» **Entries provided**
········

//! What the combat engine reports back to its caller.

use runebound_logic::items::ItemId;
use runebound_logic::status::StatusKind;
use serde::{Deserialize, Serialize};

/// One of the two combatants.
#[derive(Debug, Clone, Copy, PartialEq, Eq, Hash, Serialize, Deserialize)]
pub enum Side {
    Player,
    Enemy,
}

/// Encounter state machine.
#[derive(Debug, Clone, Copy, Default, PartialEq, Eq, Serialize, Deserialize)]
pub enum CombatPhase {
    #[default]
    Idle,
    Active,
    PlayerDefeated,
    EnemyDefeated,
}

/// Rewards granted once when an enemy falls.
#[derive(Debug, Clone, PartialEq, Serialize, Deserialize)]
pub struct VictoryReport {
    pub enemy_name: String,
    pub xp: u32,
    pub gold: u32,
    pub loot: Vec<ItemId>,
    pub levels_gained: u32,
    pub new_level: u32,
}

#[derive(Debug, Clone, PartialEq, Serialize, Deserialize)]
pub enum CombatEvent {
    StatusDamage { side: Side, amount: f64 },
    StatusHealing { side: Side, amount: f64 },
    Attack { attacker: Side, damage: f64 },
    Victory(VictoryReport),
    Defeat,
}

/// Per-frame snapshot for display. Produced every active frame.
#[derive(Debug, Clone, PartialEq, Serialize, Deserialize)]
pub struct FrameReport {
    pub phase: CombatPhase,
    pub player_hp: f64,
    pub player_max_hp: f64,
    pub enemy_hp: f64,
    pub enemy_max_hp: f64,
    pub player_gauge: f64,
    pub enemy_gauge: f64,
    pub events: Vec<CombatEvent>,
}

impl FrameReport {
    pub fn victory(&self) -> Option<&VictoryReport> {
        self.events.iter().find_map(|e| match e {
            CombatEvent::Victory(v) => Some(v),
            _ => None,
        })
    }

    pub fn is_defeat(&self) -> bool {
        self.events.iter().any(|e| matches!(e, CombatEvent::Defeat))
    }
}

/// Result of an accepted skill cast.
#[derive(Debug, Clone, PartialEq, Serialize, Deserialize)]
pub struct SkillCast {
    pub skill_id: String,
    pub damage: f64,
    pub applied: Option<StatusKind>,
    pub mana_restored: f64,
    pub victory: Option<VictoryReport>,
}
//! Dungeon rooms and the paths between them.

use runebound_logic::items::Item;
use serde::{Deserialize, Serialize};
use std::fmt;
use std::str::FromStr;

/// Integer grid coordinate of a room. Unique key in the visited-room cache.
#[derive(Debug, Clone, Copy, Default, PartialEq, Eq, PartialOrd, Ord, Hash, Serialize, Deserialize)]
pub struct RoomCoord {
    pub x: i32,
    pub y: i32,
}

impl RoomCoord {
    pub const ORIGIN: RoomCoord = RoomCoord { x: 0, y: 0 };

    pub fn new(x: i32, y: i32) -> Self {
        Self { x, y }
    }

    /// Cache key, `"{x},{y}"`.
    pub fn key(self) -> String {
        self.to_string()
    }

    pub fn step(self, direction: Direction) -> Self {
        let (dx, dy) = direction.offset();
        Self::new(self.x + dx, self.y + dy)
    }

    /// Direction leading from `self` to an adjacent `other`.
    pub fn direction_to(self, other: RoomCoord) -> Option<Direction> {
        let delta = (other.x - self.x, other.y - self.y);
        Direction::ALL.into_iter().find(|d| d.offset() == delta)
    }
}

impl fmt::Display for RoomCoord {
    fn fmt(&self, f: &mut fmt::Formatter<'_>) -> fmt::Result {
        write!(f, "{},{}", self.x, self.y)
    }
}

impl FromStr for RoomCoord {
    type Err = String;

    fn from_str(s: &str) -> Result<Self, Self::Err> {
        let (x, y) = s
            .split_once(',')
            .ok_or_else(|| format!("room key '{}' is not 'x,y'", s))?;
        let x = x.trim().parse().map_err(|_| format!("bad x in room key '{}'", s))?;
        let y = y.trim().parse().map_err(|_| format!("bad y in room key '{}'", s))?;
        Ok(Self { x, y })
    }
}

/// Compass exits. North is `-y`.
#[derive(Debug, Clone, Copy, PartialEq, Eq, Hash, Serialize, Deserialize)]
pub enum Direction {
    North,
    South,
    East,
    West,
}

impl Direction {
    pub const ALL: [Direction; 4] = [
        Direction::North,
        Direction::South,
        Direction::East,
        Direction::West,
    ];

    pub fn offset(self) -> (i32, i32) {
        match self {
            Direction::North => (0, -1),
            Direction::South => (0, 1),
            Direction::East => (1, 0),
            Direction::West => (-1, 0),
        }
    }

    pub fn reverse(self) -> Direction {
        match self {
            Direction::North => Direction::South,
            Direction::South => Direction::North,
            Direction::East => Direction::West,
            Direction::West => Direction::East,
        }
    }

    pub fn label(self) -> &'static str {
        match self {
            Direction::North => "North",
            Direction::South => "South",
            Direction::East => "East",
            Direction::West => "West",
        }
    }
}

#[derive(Debug, Clone, Copy, PartialEq, Eq, Hash, Serialize, Deserialize)]
pub enum RiskLevel {
    Low,
    Medium,
    High,
}

impl RiskLevel {
    pub const ALL: [RiskLevel; 3] = [RiskLevel::Low, RiskLevel::Medium, RiskLevel::High];
}

/// An exit out of a room.
#[derive(Debug, Clone, PartialEq, Eq, Serialize, Deserialize)]
pub struct PathChoice {
    pub direction: Direction,
    pub description: String,
    pub risk: RiskLevel,
}

#[derive(Debug, Clone, Copy, PartialEq, Eq, Hash, Serialize, Deserialize)]
pub enum EncounterType {
    Battle,
    Treasure,
    Trap,
    Merchant,
    Puzzle,
    Secret,
    Story,
}

/// Encounter payload. Only the fields of the rolled type exist.
#[derive(Debug, Clone, PartialEq, Serialize, Deserialize)]
pub enum Encounter {
    Battle,
    Treasure {
        loot: Vec<Item>,
        gold: u32,
        opened: bool,
    },
    Trap {
        disarmed: bool,
    },
    Merchant {
        stock: Vec<Item>,
    },
    Puzzle {
        solved: bool,
    },
    Secret {
        gold: u32,
        found: bool,
    },
    Story,
}

impl Encounter {
    pub fn kind(&self) -> EncounterType {
        match self {
            Encounter::Battle => EncounterType::Battle,
            Encounter::Treasure { .. } => EncounterType::Treasure,
            Encounter::Trap { .. } => EncounterType::Trap,
            Encounter::Merchant { .. } => EncounterType::Merchant,
            Encounter::Puzzle { .. } => EncounterType::Puzzle,
            Encounter::Secret { .. } => EncounterType::Secret,
            Encounter::Story => EncounterType::Story,
        }
    }
}

#[derive(Debug, Clone, PartialEq, Serialize, Deserialize)]
pub struct Room {
    pub coord: RoomCoord,
    /// Steps from the entrance (entrance = 0)
    pub depth: u32,
    pub title: String,
    pub description: String,
    pub risk: RiskLevel,
    pub encounter: Encounter,
    pub choices: Vec<PathChoice>,
}

impl Room {
    pub fn encounter_type(&self) -> EncounterType {
        self.encounter.kind()
    }

    pub fn choice(&self, direction: Direction) -> Option<&PathChoice> {
        self.choices.iter().find(|c| c.direction == direction)
    }
}

#[cfg(test)]
mod tests {
    use super::*;

    #[test]
    fn test_coord_key_roundtrip() {
        let c = RoomCoord::new(-3, 12);
        assert_eq!(c.key(), "-3,12");
        assert_eq!("-3,12".parse::<RoomCoord>(), Ok(c));
        assert!("3;12".parse::<RoomCoord>().is_err());
    }

    #[test]
    fn test_step_and_reverse() {
        let start = RoomCoord::ORIGIN;
        for d in Direction::ALL {
            let next = start.step(d);
            assert_eq!(next.step(d.reverse()), start);
            assert_eq!(start.direction_to(next), Some(d));
            assert_eq!(next.direction_to(start), Some(d.reverse()));
        }
        assert_eq!(start.direction_to(RoomCoord::new(2, 0)), None);
    }
}
impl<R: Rng> CombatEngine<R> {
    pub fn new(config: CombatConfig, rng: R) -> Self {
        Self {
            config,
            phase: CombatPhase::Idle,
            battle: None,
            rng,
            next_effect_id: 0,
        }
    }

    pub fn config(&self) -> &CombatConfig {
        &self.config
    }

    pub fn phase(&self) -> CombatPhase {
        self.phase
    }

    pub fn is_active(&self) -> bool {
        self.phase == CombatPhase::Active
    }

    pub fn battle(&self) -> Option<&Battle> {
        self.battle.as_ref()
    }

    pub fn enemy_mut(&mut self) -> Option<&mut Enemy> {
        self.battle.as_mut().map(|b| &mut b.enemy)
    }

    /// Start a fight. Ignored (returns `false`) unless the engine is idle.
    pub fn engage(&mut self, enemy: Enemy, depth: u32) -> bool {
        if self.phase != CombatPhase::Idle {
            return false;
        }
        info!(
            "Encounter: {} ({} hp, atk {}, speed {}) at depth {}",
            enemy.name, enemy.max_hp, enemy.attack, enemy.speed, depth
        );
        self.battle = Some(Battle {
            enemy,
            depth,
            player_gauge: ActionGauge::new(),
            enemy_gauge: ActionGauge::new(),
        });
        self.phase = CombatPhase::Active;
        true
    }

    /// Abandon an active fight. No rewards.
    pub fn flee(&mut self) -> bool {
        if self.phase != CombatPhase::Active {
            return false;
        }
        if let Some(battle) = self.battle.take() {
            info!("Fled from {}", battle.enemy.name);
        }
        self.phase = CombatPhase::Idle;
        true
    }

    /// Acknowledge a finished encounter and return to idle.
    ///
    /// Returns the terminal phase that was cleared, or `None` if no
    /// encounter had ended.
    pub fn finish(&mut self) -> Option<CombatPhase> {
        match self.phase {
            CombatPhase::PlayerDefeated | CombatPhase::EnemyDefeated => {
                let ended = self.phase;
                self.phase = CombatPhase::Idle;
                self.battle = None;
                Some(ended)
            }
            _ => None,
        }
    }

    /// Advance the encounter by `delta_ms`. Returns `None` when no encounter
    /// is active.
    pub fn update(
        &mut self,
        player: &mut Character,
        delta_ms: f64,
        loot: &mut dyn LootRoller,
    ) -> Option<FrameReport> {
        if self.phase != CombatPhase::Active {
            return None;
        }
        let battle = self.battle.as_mut()?;
        let delta = if delta_ms.is_finite() { delta_ms.max(0.0) } else { 0.0 };
        let mut events = Vec::new();

        let tick = player.tick_effects(delta);
        push_status_events(&mut events, Side::Player, &tick);
        let tick = battle.enemy.tick_effects(delta);
        push_status_events(&mut events, Side::Enemy, &tick);

        if !player.is_alive() {
            self.phase = CombatPhase::PlayerDefeated;
            events.push(defeat(player));
        } else if !battle.enemy.is_alive() {
            self.phase = CombatPhase::EnemyDefeated;
            events.push(CombatEvent::Victory(grant_victory(battle, player, loot)));
        } else {
            let player_speed = player.base_speed() * speed_multiplier(player.effects());
            let enemy_speed = battle.enemy.base_speed() * speed_multiplier(battle.enemy.effects());
            battle.player_gauge.advance(player_speed, delta);
            battle.enemy_gauge.advance(enemy_speed, delta);

            if battle.player_gauge.fire() {
                let defense = self
                    .config
                    .enemy_defense_override
                    .unwrap_or_else(|| battle.enemy.defense());
                let power = player.attack_power() * power_multiplier(player.effects());
                let variance =
                    roll_variance(&mut self.rng, self.config.variance_min, self.config.variance_max);
                let damage = compute_damage(power, 1.0, defense, variance);
                battle.enemy.take_damage(damage);
                debug!("{} hits {} for {}", player.name, battle.enemy.name, damage);
                events.push(CombatEvent::Attack {
                    attacker: Side::Player,
                    damage,
                });

                if !battle.enemy.is_alive() {
                    self.phase = CombatPhase::EnemyDefeated;
                    events.push(CombatEvent::Victory(grant_victory(battle, player, loot)));
                }
            }

            if self.phase == CombatPhase::Active && battle.enemy_gauge.fire() {
                let power =
                    battle.enemy.attack_power() * power_multiplier(battle.enemy.effects());
                let variance =
                    roll_variance(&mut self.rng, self.config.variance_min, self.config.variance_max);
                let damage = compute_damage(power, 1.0, player.defense(), variance);
                player.take_damage(damage);
                debug!("{} hits {} for {}", battle.enemy.name, player.name, damage);
                events.push(CombatEvent::Attack {
                    attacker: Side::Enemy,
                    damage,
                });

                if !player.is_alive() {
                    self.phase = CombatPhase::PlayerDefeated;
                    events.push(defeat(player));
                }
            }
        }

        Some(FrameReport {
            phase: self.phase,
            player_hp: player.hp(),
            player_max_hp: player.max_hp(),
            enemy_hp: battle.enemy.hp(),
            enemy_max_hp: battle.enemy.max_hp(),
            player_gauge: battle.player_gauge.value(),
            enemy_gauge: battle.enemy_gauge.value(),
            events,
        })
    }

    /// Cast one of the player's skills at `now_ms`.
    ///
    /// Returns `None` and changes nothing when the engine is not in an
    /// active fight, the enemy is already down, the player lacks the skill,
    /// or mana/cooldown do not allow it.
    pub fn cast_skill(
        &mut self,
        player: &mut Character,
        skill_id: &str,
        now_ms: u64,
        loot: &mut dyn LootRoller,
    ) -> Option<SkillCast> {
        if self.phase != CombatPhase::Active {
            return None;
        }
        let battle = self.battle.as_mut()?;
        if !battle.enemy.is_alive() {
            return None;
        }
        let idx = player.skills.iter().position(|s| s.id == skill_id)?;
        if !player.skills[idx].can_cast(player.mana, now_ms) {
            debug!("{} not castable at {}ms", skill_id, now_ms);
            return None;
        }

        let skill = player.skills[idx].clone();
        player.mana = (player.mana - skill.mana_cost).max(0.0);
        player.skills[idx].last_used_ms = Some(now_ms);

        if skill.is_self_cast() {
            let before = player.mana;
            player.restore_mana(self.config.self_cast_mana_restore);
            player.status_effects.clear();
            info!("{} casts {} on themself", player.name, skill.name);
            return Some(SkillCast {
                skill_id: skill.id,
                damage: 0.0,
                applied: None,
                mana_restored: player.mana - before,
                victory: None,
            });
        }

        let power = match skill.scaling {
            ScalingStat::Attack => player.attack_power(),
            ScalingStat::Magic => player.magic_power(),
        } * power_multiplier(player.effects());
        let defense = if self.config.skills_ignore_defense {
            0.0
        } else {
            self.config
                .enemy_defense_override
                .unwrap_or_else(|| battle.enemy.defense())
        };
        let variance =
            roll_variance(&mut self.rng, self.config.variance_min, self.config.variance_max);
        let damage = compute_damage(power, skill.damage_mult, defense, variance);
        battle.enemy.take_damage(damage);
        info!("{} casts {} for {}", player.name, skill.name, damage);

        let mut applied = None;
        if let Some(on_hit) = skill.on_hit {
            let chance = if on_hit.chance.is_nan() {
                0.0
            } else {
                on_hit.chance.clamp(0.0, 1.0)
            };
            if self.rng.gen_bool(chance) {
                self.next_effect_id += 1;
                apply_effect(
                    &mut battle.enemy.status_effects,
                    StatusEffect::new(
                        self.next_effect_id,
                        on_hit.kind,
                        on_hit.duration_ms,
                        on_hit.magnitude,
                        EffectSource::Player,
                    ),
                );
                applied = Some(on_hit.kind);
            }
        }

        let victory = if battle.enemy.is_alive() {
            None
        } else {
            self.phase = CombatPhase::EnemyDefeated;
            Some(grant_victory(battle, player, loot))
        };

        Some(SkillCast {
            skill_id: skill.id,
            damage,
            applied,
            mana_restored: 0.0,
            victory,
        })
    }
}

········

» **Exercise details**
The job is to copy each line from the material above that holds the word "info".

» **Answer**
        info!(
            info!("Fled from {}", battle.enemy.name);
            info!("{} casts {} on themself", player.name, skill.name);
        info!("{} casts {} for {}", player.name, skill.name, damage);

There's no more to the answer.